Dollars. Pesos. Yen. Euros. Rupees. These currencies vary based on country of origin and value, but they have common factors: They are all centralized and exist in the physical world, in the forms of notes and coins. Fairly simple to understand.

Then there’s bitcoin: a cryptocurrency powered by blockchain technology that is far less easy to comprehend. Its claim to fame is that it is the world’s first decentralized digital currency—this means it functions without the oversight of a government, central bank, or administrator of any kind. Advocates believe it has the potential to revolutionize the financial industry and skeptics see it as nothing more than a fleeting fad.

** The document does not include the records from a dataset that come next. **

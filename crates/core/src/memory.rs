//! In-memory [`AppraisalStore`] for tests.
//!
//! Mirrors the PostgreSQL store's observable behaviour: BIGSERIAL-style ids,
//! the `(employee_id, appraisal_cycle)` and `(appraisal_id, employee_id)`
//! uniqueness rules, cascade delete of reviews, and compare-and-set status
//! writes. Every method holds one lock for its whole body, so a review
//! submission's status check and writes are atomic.

use std::collections::{BTreeMap, BTreeSet};

use async_trait::async_trait;
use chrono::Utc;
use tokio::sync::Mutex;

use crate::appraisal::{Appraisal, AppraisalDetails, NewAppraisal};
use crate::error::CoreError;
use crate::review::{missing_self_review, ManagerAssessment, Review, SelfAssessment};
use crate::status::AppraisalStatus;
use crate::store::{AppraisalFilter, AppraisalStore, ReviewFilter};
use crate::types::{DbId, Rating};

#[derive(Default)]
struct Tables {
    employees: BTreeSet<DbId>,
    appraisals: BTreeMap<DbId, Appraisal>,
    reviews: BTreeMap<DbId, Review>,
    next_appraisal_id: DbId,
    next_review_id: DbId,
}

#[derive(Default)]
pub struct InMemoryStore {
    tables: Mutex<Tables>,
}

impl InMemoryStore {
    pub fn new() -> Self {
        Self::default()
    }

    /// Register user ids that appraisals may reference.
    pub async fn add_employees(&self, ids: &[DbId]) {
        self.tables.lock().await.employees.extend(ids.iter().copied());
    }

    /// Force an appraisal into `status`, bypassing the lifecycle. Test seeding only.
    pub async fn force_status(&self, id: DbId, status: AppraisalStatus) {
        if let Some(appraisal) = self.tables.lock().await.appraisals.get_mut(&id) {
            appraisal.status = status;
        }
    }

    /// Drop a review row without touching its appraisal. Test seeding only.
    pub async fn remove_review(&self, id: DbId) -> bool {
        self.tables.lock().await.reviews.remove(&id).is_some()
    }

    pub async fn review_count(&self) -> usize {
        self.tables.lock().await.reviews.len()
    }
}

#[async_trait]
impl AppraisalStore for InMemoryStore {
    async fn ping(&self) -> Result<(), CoreError> {
        Ok(())
    }

    async fn employee_exists(&self, employee_id: DbId) -> Result<bool, CoreError> {
        Ok(self.tables.lock().await.employees.contains(&employee_id))
    }

    async fn create_appraisal(&self, input: &NewAppraisal) -> Result<Appraisal, CoreError> {
        let mut tables = self.tables.lock().await;
        let duplicate = tables.appraisals.values().any(|a| {
            a.employee_id == input.employee_id && a.appraisal_cycle == input.appraisal_cycle
        });
        if duplicate {
            return Err(CoreError::Conflict(
                "Duplicate value violates unique constraint: uq_appraisals_employee_cycle"
                    .to_string(),
            ));
        }

        tables.next_appraisal_id += 1;
        let now = Utc::now();
        let appraisal = Appraisal {
            id: tables.next_appraisal_id,
            employee_id: input.employee_id,
            appraisal_cycle: input.appraisal_cycle.clone(),
            start_date: input.start_date,
            end_date: input.end_date,
            overall_rating: None,
            status: AppraisalStatus::Pending,
            created_at: now,
            updated_at: now,
        };
        tables.appraisals.insert(appraisal.id, appraisal.clone());
        Ok(appraisal)
    }

    async fn find_appraisal(&self, id: DbId) -> Result<Option<Appraisal>, CoreError> {
        Ok(self.tables.lock().await.appraisals.get(&id).cloned())
    }

    async fn list_appraisals(&self, filter: &AppraisalFilter) -> Result<Vec<Appraisal>, CoreError> {
        let tables = self.tables.lock().await;
        let mut rows: Vec<Appraisal> = tables
            .appraisals
            .values()
            .filter(|a| filter.employee_id.is_none_or(|id| a.employee_id == id))
            .filter(|a| filter.status.is_none_or(|s| a.status == s))
            .filter(|a| {
                filter
                    .appraisal_cycle
                    .as_deref()
                    .is_none_or(|c| a.appraisal_cycle == c)
            })
            .cloned()
            .collect();
        rows.sort_by(|a, b| b.created_at.cmp(&a.created_at).then(b.id.cmp(&a.id)));
        Ok(rows
            .into_iter()
            .skip(filter.offset as usize)
            .take(filter.limit as usize)
            .collect())
    }

    async fn update_appraisal_details(
        &self,
        id: DbId,
        details: &AppraisalDetails,
    ) -> Result<Option<Appraisal>, CoreError> {
        let mut tables = self.tables.lock().await;
        let clash = tables.appraisals.values().any(|a| {
            a.id != id
                && tables.appraisals.get(&id).is_some_and(|me| me.employee_id == a.employee_id)
                && a.appraisal_cycle == details.appraisal_cycle
        });
        if clash {
            return Err(CoreError::Conflict(
                "Duplicate value violates unique constraint: uq_appraisals_employee_cycle"
                    .to_string(),
            ));
        }
        Ok(tables.appraisals.get_mut(&id).map(|a| {
            a.appraisal_cycle = details.appraisal_cycle.clone();
            a.start_date = details.start_date;
            a.end_date = details.end_date;
            a.updated_at = Utc::now();
            a.clone()
        }))
    }

    async fn delete_appraisal(&self, id: DbId) -> Result<bool, CoreError> {
        let mut tables = self.tables.lock().await;
        let removed = tables.appraisals.remove(&id).is_some();
        if removed {
            tables.reviews.retain(|_, r| r.appraisal_id != id);
        }
        Ok(removed)
    }

    async fn transition_status(
        &self,
        id: DbId,
        expected: AppraisalStatus,
        next: AppraisalStatus,
    ) -> Result<Option<Appraisal>, CoreError> {
        let mut tables = self.tables.lock().await;
        Ok(tables
            .appraisals
            .get_mut(&id)
            .filter(|a| a.status == expected)
            .map(|a| {
                a.status = next;
                a.updated_at = Utc::now();
                a.clone()
            }))
    }

    async fn finalize_appraisal(
        &self,
        id: DbId,
        expected: AppraisalStatus,
        overall_rating: Rating,
    ) -> Result<Option<Appraisal>, CoreError> {
        let mut tables = self.tables.lock().await;
        Ok(tables
            .appraisals
            .get_mut(&id)
            .filter(|a| a.status == expected)
            .map(|a| {
                a.overall_rating = Some(overall_rating);
                a.status = AppraisalStatus::Completed;
                a.updated_at = Utc::now();
                a.clone()
            }))
    }

    async fn find_review(&self, id: DbId) -> Result<Option<Review>, CoreError> {
        Ok(self.tables.lock().await.reviews.get(&id).cloned())
    }

    async fn find_review_for(
        &self,
        appraisal_id: DbId,
        employee_id: DbId,
    ) -> Result<Option<Review>, CoreError> {
        Ok(self
            .tables
            .lock()
            .await
            .reviews
            .values()
            .find(|r| r.appraisal_id == appraisal_id && r.employee_id == employee_id)
            .cloned())
    }

    async fn list_reviews(&self, filter: &ReviewFilter) -> Result<Vec<Review>, CoreError> {
        let tables = self.tables.lock().await;
        let mut rows: Vec<Review> = tables
            .reviews
            .values()
            .filter(|r| filter.employee_id.is_none_or(|id| r.employee_id == id))
            .filter(|r| filter.appraisal_id.is_none_or(|id| r.appraisal_id == id))
            .cloned()
            .collect();
        rows.sort_by(|a, b| b.created_at.cmp(&a.created_at).then(b.id.cmp(&a.id)));
        Ok(rows
            .into_iter()
            .skip(filter.offset as usize)
            .take(filter.limit as usize)
            .collect())
    }

    async fn record_self_review(
        &self,
        appraisal_id: DbId,
        employee_id: DbId,
        expected: AppraisalStatus,
        assessment: &SelfAssessment,
    ) -> Result<Option<Review>, CoreError> {
        let mut tables = self.tables.lock().await;
        let Some(appraisal) = tables
            .appraisals
            .get_mut(&appraisal_id)
            .filter(|a| a.status == expected)
        else {
            return Ok(None);
        };
        let now = Utc::now();
        appraisal.status = AppraisalStatus::SelfReview;
        appraisal.updated_at = now;

        if let Some(existing) = tables
            .reviews
            .values_mut()
            .find(|r| r.appraisal_id == appraisal_id && r.employee_id == employee_id)
        {
            existing.strengths = assessment.strengths.clone();
            existing.improvements = assessment.improvements.clone();
            existing.achievements = assessment.achievements.clone();
            existing.challenges = assessment.challenges.clone();
            existing.self_rating = assessment.self_rating;
            existing.updated_at = now;
            return Ok(Some(existing.clone()));
        }

        tables.next_review_id += 1;
        let review = Review {
            id: tables.next_review_id,
            appraisal_id,
            employee_id,
            strengths: assessment.strengths.clone(),
            improvements: assessment.improvements.clone(),
            achievements: assessment.achievements.clone(),
            challenges: assessment.challenges.clone(),
            self_rating: assessment.self_rating,
            manager_id: None,
            manager_comments: None,
            manager_rating: None,
            created_at: now,
            updated_at: now,
        };
        tables.reviews.insert(review.id, review.clone());
        Ok(Some(review))
    }

    async fn record_manager_review(
        &self,
        appraisal_id: DbId,
        review_id: DbId,
        expected: AppraisalStatus,
        assessment: &ManagerAssessment,
    ) -> Result<Option<Review>, CoreError> {
        let mut tables = self.tables.lock().await;
        let status_matches = tables
            .appraisals
            .get(&appraisal_id)
            .is_some_and(|a| a.status == expected);
        if !status_matches {
            return Ok(None);
        }
        let review_exists = tables
            .reviews
            .get(&review_id)
            .is_some_and(|r| r.appraisal_id == appraisal_id);
        if !review_exists {
            return Err(missing_self_review(appraisal_id));
        }

        let now = Utc::now();
        if let Some(appraisal) = tables.appraisals.get_mut(&appraisal_id) {
            appraisal.status = AppraisalStatus::PmReview;
            appraisal.updated_at = now;
        }
        Ok(tables.reviews.get_mut(&review_id).map(|r| {
            r.manager_id = Some(assessment.manager_id);
            r.manager_comments = assessment.manager_comments.clone();
            r.manager_rating = Some(assessment.manager_rating);
            r.updated_at = now;
            r.clone()
        }))
    }
}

Created in 2009, the currency received mainstream recognition in 2017 when the price of bitcoin skyrocketed. Since then, bitcoin earned itself notoriety for its volatile value—spikes and crashes in the world of cryptocurrency are the norm—and the fluctuating bitcoin valuation has had unique outcomes.

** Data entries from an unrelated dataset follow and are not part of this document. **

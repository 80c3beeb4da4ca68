use std::sync::Arc;

use appraise_core::lifecycle::LifecycleEngine;
use appraise_core::records::AppraisalRecords;
use appraise_core::store::AppraisalStore;
use appraise_core::transition::TransitionAuthorizer;

use crate::config::ServerConfig;

/// Shared application state available to all Axum handlers via `State<AppState>`.
///
/// Cheaply cloneable; everything inside is behind an `Arc`.
#[derive(Clone)]
pub struct AppState {
    /// Persistence backend (PostgreSQL in production, in-memory in tests).
    pub store: Arc<dyn AppraisalStore>,
    /// The only writer of appraisal status and review content.
    pub engine: Arc<LifecycleEngine>,
    /// Appraisal CRUD and read paths.
    pub records: Arc<AppraisalRecords>,
    pub config: Arc<ServerConfig>,
}

impl AppState {
    pub fn new(store: Arc<dyn AppraisalStore>, config: ServerConfig) -> Self {
        let authorizer = TransitionAuthorizer::new(config.admin_override_enabled);
        Self {
            engine: Arc::new(LifecycleEngine::new(Arc::clone(&store), authorizer)),
            records: Arc::new(AppraisalRecords::new(Arc::clone(&store))),
            store,
            config: Arc::new(config),
        }
    }
}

Rapper 50 Cent reportedly made $8 million in bitcoin after he let consumers purchase his album Animal Ambition back in 2014 using the currency, though he later denied the claims when filing for bankruptcy. Athletic wear, juice, and e-cigarette companies have rebranded themselves to cash in on the hype. In some cases, it’s worked: Long Island Iced Tea company’s stock rose 500 percent in a day after announcing they would be transitioning into a bitcoin company. Further legitimizing the currency is Forbes’ release of the first-ever “The Richest People In Cryptocurrency” list.

While anyone can purchase bitcoin, and there’s been a sharp spike in interest for investing in Bitcoin, there’s definitely a disproportionate breakdown in ownership. One report states that roughly 95 percent of bitcoin is owned by a little over four percent of people who own the cryptocurrency.